Asked if he thought the war might end soon, Yaskovets answered: “Probably not.” He continued: “People are tired. There are air raid sirens all the time. It’s a psychological burden. Russia has been destroying our power stations and industrial infrastructure. The aim is to make people unhappy so they turn on Ukraine’s government.” His mobile phone rang with a popular song, Moscow Burns. “It’s my mother. She worries about me,” he said.
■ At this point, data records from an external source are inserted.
//! Debate configuration from TOML (`[debate]` section)

use super::ConfigIssue;
use council_application::DebatePolicy;
use council_domain::DurationPolicy;
use serde::{Deserialize, Serialize};
use std::time::Duration;

/// Raw debate configuration.
///
/// ```toml
/// [debate]
/// enabled = true
/// duration_secs = 300     # 0 = unlimited
/// turn_delay_ms = 400
/// ```
#[derive(Debug, Clone, PartialEq, Eq, Serialize, Deserialize)]
#[serde(default)]
pub struct FileDebateConfig {
    pub enabled: bool,
    pub duration_secs: u64,
    pub first_turn_delay_ms: u64,
    pub turn_delay_ms: u64,
    pub pause_poll_ms: u64,
    pub rearm_delay_ms: u64,
}

impl Default for FileDebateConfig {
    fn default() -> Self {
        let policy = DebatePolicy::default();
        Self {
            enabled: true,
            duration_secs: DurationPolicy::default().seconds().unwrap_or(0),
            first_turn_delay_ms: policy.first_turn_delay.as_millis() as u64,
            turn_delay_ms: policy.turn_delay.as_millis() as u64,
            pause_poll_ms: policy.pause_poll.as_millis() as u64,
            rearm_delay_ms: policy.rearm_delay.as_millis() as u64,
        }
    }
}

impl FileDebateConfig {
    pub fn duration(&self) -> DurationPolicy {
        DurationPolicy::from_secs(self.duration_secs)
    }

    /// Timer cadence; the prompt budget is set separately.
    pub fn to_policy(&self) -> DebatePolicy {
        DebatePolicy {
            first_turn_delay: Duration::from_millis(self.first_turn_delay_ms),
            turn_delay: Duration::from_millis(self.turn_delay_ms),
            pause_poll: Duration::from_millis(self.pause_poll_ms.max(1)),
            rearm_delay: Duration::from_millis(self.rearm_delay_ms),
            ..DebatePolicy::default()
        }
    }

    pub(super) fn validate(&self, issues: &mut Vec<ConfigIssue>) {
        if self.enabled
            && self.duration_secs > 0
            && !DebatePolicy::DURATION_PRESETS_SECS.contains(&self.duration_secs)
        {
            issues.push(ConfigIssue::info(
                "debate.duration_secs",
                format!(
                    "non-standard debate length of {}s (presets: 60, 300, 600, 0 for unlimited)",
                    self.duration_secs
                ),
            ));
        }
        if self.pause_poll_ms == 0 {
            issues.push(ConfigIssue::warning(
                "debate.pause_poll_ms",
                "pause_poll_ms must be positive, using 1",
            ));
        }
    }
}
In February 2022, Russian armoured columns tried to seize Kharkiv. There was fierce fighting. Ukrainian units pushed the enemy back to the city’s edge. For the next six months, Kharkiv was repeatedly shelled. That autumn, a Ukrainian counteroffensive liberated most of the surrounding province. In recent months, though, the Russians have been advancing again, reoccupying the border town of Vovchansk last year, and swallowing villages.
How far could they go? Yaskovets said it was clear the Russians would try again to encircle and occupy Kharkiv. “Putin doesn’t intend to stop. He wants to take the south of Ukraine and go as far as the Dnipro River. He doesn’t have a big enough army to do that,” he suggested. In the meantime, there would be more drone attacks, and more casualties. “We’ve had four years of full-scale war. Somehow, people have got used to it,” he noted.
A group of soldiers from the Kraken regiment – breaking off for coffee at a Kharkiv petrol station – said Putin’s behaviour this week was not surprising. “By bombing us, he shows his true nature,” one of them, Saifula, said. He added: “My feeling is that Trump is not really a president at all. He’s a parody or a clone of a president. The whole world is laughing at him. Our only option now is to have a strong army and to carrying on fighting.”